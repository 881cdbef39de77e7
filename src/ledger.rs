use std::collections::BTreeMap;

use crate::customer::Customer;
use crate::errors::{CreditError, Result};
use crate::loan::Loan;
use crate::types::{CustomerId, LoanHistory, LoanId};

/// persistence seam between the engine and whatever stores customers and loans
pub trait CreditRepository {
    fn find_customer(&self, customer_id: CustomerId) -> Result<Customer>;

    /// loans owned by the customer, newest first
    fn loans_for_customer(&self, customer_id: CustomerId) -> Result<Vec<Loan>>;

    fn find_loan(&self, loan_id: LoanId) -> Result<Loan>;

    /// id the next registered customer will receive
    fn next_customer_id(&self) -> CustomerId;

    fn insert_customer(&mut self, customer: Customer) -> Result<()>;

    fn insert_loan(&mut self, loan: Loan) -> Result<()>;

    fn update_loan(&mut self, loan: Loan) -> Result<()>;

    /// scoring and utilization snapshot for one customer
    fn loan_history(&self, customer_id: CustomerId) -> Result<Vec<LoanHistory>> {
        Ok(self
            .loans_for_customer(customer_id)?
            .iter()
            .map(LoanHistory::from)
            .collect())
    }
}

/// in-process ledger keeping loans in insertion order
#[derive(Debug, Default, Clone)]
pub struct InMemoryLedger {
    customers: BTreeMap<CustomerId, Customer>,
    loans: Vec<Loan>,
}

impl InMemoryLedger {
    pub fn new() -> Self {
        Self::default()
    }

    pub fn customer_count(&self) -> usize {
        self.customers.len()
    }

    pub fn loan_count(&self) -> usize {
        self.loans.len()
    }

    pub fn customers(&self) -> impl Iterator<Item = &Customer> {
        self.customers.values()
    }
}

impl CreditRepository for InMemoryLedger {
    fn find_customer(&self, customer_id: CustomerId) -> Result<Customer> {
        self.customers
            .get(&customer_id)
            .cloned()
            .ok_or(CreditError::CustomerNotFound { customer_id })
    }

    fn loans_for_customer(&self, customer_id: CustomerId) -> Result<Vec<Loan>> {
        if !self.customers.contains_key(&customer_id) {
            return Err(CreditError::CustomerNotFound { customer_id });
        }

        Ok(self
            .loans
            .iter()
            .rev()
            .filter(|loan| loan.customer_id() == customer_id)
            .cloned()
            .collect())
    }

    fn find_loan(&self, loan_id: LoanId) -> Result<Loan> {
        self.loans
            .iter()
            .find(|loan| loan.loan_id() == loan_id)
            .cloned()
            .ok_or(CreditError::LoanNotFound { loan_id })
    }

    fn next_customer_id(&self) -> CustomerId {
        self.customers
            .keys()
            .next_back()
            .map(|id| id + 1)
            .unwrap_or(1)
    }

    fn insert_customer(&mut self, customer: Customer) -> Result<()> {
        let customer_id = customer.customer_id();
        if self.customers.contains_key(&customer_id) {
            return Err(CreditError::InvalidInput {
                message: format!("customer {} already exists", customer_id),
            });
        }
        self.customers.insert(customer_id, customer);
        Ok(())
    }

    fn insert_loan(&mut self, loan: Loan) -> Result<()> {
        let customer_id = loan.customer_id();
        if !self.customers.contains_key(&customer_id) {
            return Err(CreditError::CustomerNotFound { customer_id });
        }

        if self.loans.iter().any(|existing| existing.loan_id() == loan.loan_id()) {
            return Err(CreditError::InvalidInput {
                message: format!("loan {} already exists", loan.loan_id()),
            });
        }

        self.loans.push(loan);
        Ok(())
    }

    fn update_loan(&mut self, loan: Loan) -> Result<()> {
        let slot = self
            .loans
            .iter_mut()
            .find(|existing| existing.loan_id() == loan.loan_id())
            .ok_or(CreditError::LoanNotFound {
                loan_id: loan.loan_id(),
            })?;
        *slot = loan;
        Ok(())
    }
}

#[cfg(test)]
mod tests {
    use super::*;
    use crate::config::CreditPolicy;
    use crate::customer::NewCustomer;
    use crate::decimal::{Money, Rate};
    use crate::loan::NewLoan;
    use chrono::NaiveDate;
    use rust_decimal_macros::dec;
    use uuid::Uuid;

    fn customer(id: CustomerId) -> Customer {
        Customer::register(
            id,
            NewCustomer::new("Meera", "Shah", 40, "9123456780", Money::from_major(20_000)),
            &CreditPolicy::standard(),
        )
        .unwrap()
    }

    fn loan(customer_id: CustomerId, amount: i64) -> Loan {
        let terms = NewLoan::builder()
            .customer_id(customer_id)
            .amount(Money::from_major(amount))
            .rate(Rate::from_percentage(dec!(9)))
            .tenure_months(24)
            .start_date(NaiveDate::from_ymd_opt(2024, 2, 1).unwrap())
            .build()
            .unwrap();
        Loan::originate(Uuid::new_v4(), &terms).unwrap()
    }

    #[test]
    fn test_customer_ids_are_sequential() {
        let mut ledger = InMemoryLedger::new();
        assert_eq!(ledger.next_customer_id(), 1);

        ledger.insert_customer(customer(1)).unwrap();
        ledger.insert_customer(customer(2)).unwrap();
        assert_eq!(ledger.next_customer_id(), 3);
        assert!(ledger.insert_customer(customer(2)).is_err());
    }

    #[test]
    fn test_unknown_customer_lookup() {
        let ledger = InMemoryLedger::new();
        assert!(matches!(
            ledger.find_customer(42),
            Err(CreditError::CustomerNotFound { customer_id: 42 })
        ));
        assert!(ledger.loans_for_customer(42).is_err());
    }

    #[test]
    fn test_loans_listed_newest_first_per_customer() {
        let mut ledger = InMemoryLedger::new();
        ledger.insert_customer(customer(1)).unwrap();
        ledger.insert_customer(customer(2)).unwrap();

        let first = loan(1, 10_000);
        let other = loan(2, 5_000);
        let second = loan(1, 20_000);
        ledger.insert_loan(first.clone()).unwrap();
        ledger.insert_loan(other).unwrap();
        ledger.insert_loan(second.clone()).unwrap();

        let loans = ledger.loans_for_customer(1).unwrap();
        assert_eq!(loans, vec![second, first]);

        let history = ledger.loan_history(1).unwrap();
        assert_eq!(history.len(), 2);
        assert_eq!(history[0].loan_amount, Money::from_major(20_000));
    }

    #[test]
    fn test_loan_requires_known_customer() {
        let mut ledger = InMemoryLedger::new();
        assert!(matches!(
            ledger.insert_loan(loan(9, 1000)),
            Err(CreditError::CustomerNotFound { .. })
        ));
    }

    #[test]
    fn test_update_loan() {
        let mut ledger = InMemoryLedger::new();
        ledger.insert_customer(customer(1)).unwrap();
        let mut stored = loan(1, 12_000);
        ledger.insert_loan(stored.clone()).unwrap();

        stored.record_on_time_emi().unwrap();
        ledger.update_loan(stored.clone()).unwrap();
        assert_eq!(ledger.find_loan(stored.loan_id()).unwrap().emis_paid_on_time(), 1);

        assert!(matches!(
            ledger.update_loan(loan(1, 1)),
            Err(CreditError::LoanNotFound { .. })
        ));
    }
}
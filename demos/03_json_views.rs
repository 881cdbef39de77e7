/// json views - the payloads handed to a request boundary
use credit_decision_rs::{
    CreditEngine, CreditPolicy, CustomerLoansView, LoanView, Money, NewCustomer, NewLoan, Rate,
    RegistrationView, SafeTimeProvider, TimeSource,
};
use rust_decimal_macros::dec;

fn main() -> Result<(), Box<dyn std::error::Error>> {
    env_logger::init();

    let time = SafeTimeProvider::new(TimeSource::System);
    let today = time.now().date_naive();
    let mut engine = CreditEngine::in_memory(CreditPolicy::standard())?;

    let customer = engine.register_customer(NewCustomer::new(
        "Farah",
        "Khan",
        29,
        "9988001122",
        Money::from_major(45_000),
    ))?;
    println!("{}", RegistrationView::from_customer(&customer).to_json_pretty()?);

    let terms = NewLoan::builder()
        .customer_id(customer.customer_id())
        .amount(Money::from_major(250_000))
        .rate(Rate::from_percentage(dec!(9.75)))
        .tenure_months(24)
        .start_date(today)
        .build()?;
    let loan = engine.create_loan(terms, &time)?;
    engine.record_on_time_emi(loan.loan_id())?;

    let loan = engine.loan(loan.loan_id())?;
    println!("{}", LoanView::from_loan(&loan, &customer, today).to_json_pretty()?);

    let loans = engine.customer_loans(customer.customer_id(), None, &time)?;
    println!("{}", CustomerLoansView::new(&customer, &loans, today).to_json_pretty()?);

    // the policy itself is plain json
    println!("{}", engine.policy().to_json_pretty()?);

    Ok(())
}
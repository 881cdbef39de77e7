/// eligibility tiers - how the payment record moves the decision
use chrono::{Duration, TimeZone, Utc};
use credit_decision_rs::{
    CreditEngine, CreditPolicy, EligibilityRequest, Money, NewCustomer, NewLoan, Rate,
    SafeTimeProvider, TimeSource,
};
use rust_decimal_macros::dec;

fn main() -> Result<(), Box<dyn std::error::Error>> {
    env_logger::init();
    println!("=== eligibility tiers ===\n");

    let time = SafeTimeProvider::new(TimeSource::Test(
        Utc.with_ymd_and_hms(2024, 1, 1, 0, 0, 0).unwrap()
    ));
    let controller = time.test_control().unwrap();

    let mut engine = CreditEngine::in_memory(CreditPolicy::standard())?;
    let customer = engine.register_customer(NewCustomer::new(
        "Priya",
        "Nair",
        41,
        "9123456789",
        Money::from_major(40_000),
    ))?;
    let id = customer.customer_id();

    let request = EligibilityRequest {
        customer_id: id,
        loan_amount: Money::from_major(200_000),
        interest_rate: Rate::from_percentage(dec!(11)),
        tenure_months: 24,
    };

    // an existing 10 month loan; each on-time EMI lifts the score
    let terms = NewLoan::builder()
        .customer_id(id)
        .amount(Money::from_major(100_000))
        .rate(Rate::from_percentage(dec!(12)))
        .tenure_months(10)
        .start_date(time.now().date_naive())
        .build()?;
    let loan = engine.create_loan(terms, &time)?;

    for month in 0..=10 {
        let decision = engine.check_eligibility(&request)?;
        println!(
            "{} on time: score {:>2} ({:<10}) {:<8} {:>10} at {} emi {}",
            month,
            decision.credit_score,
            decision.tier,
            decision.status,
            decision.approved_whole_units()?,
            decision.suggested_rate,
            decision.monthly_emi
        );

        if month < 10 {
            controller.advance(Duration::days(30));
            engine.record_on_time_emi(loan.loan_id())?;
        }
    }

    Ok(())
}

━━━━━━━━━━━━━━━━

* [Exercise requirements]: Write out only the lines from the very start of the entries above to the line that includes "CustomerId) -> Result<Customer>;", both ends included, each one unchanged.

* [Exercise response]:
repository 881cdbef39de77e7
filename src/ledger.rs
use std::collections::BTreeMap;

use crate::customer::Customer;
use crate::errors::{CreditError, Result};
use crate::loan::Loan;
use crate::types::{CustomerId, LoanHistory, LoanId};

/// persistence seam between the engine and whatever stores customers and loans
pub trait CreditRepository {
    fn find_customer(&self, customer_id: CustomerId) -> Result<Customer>;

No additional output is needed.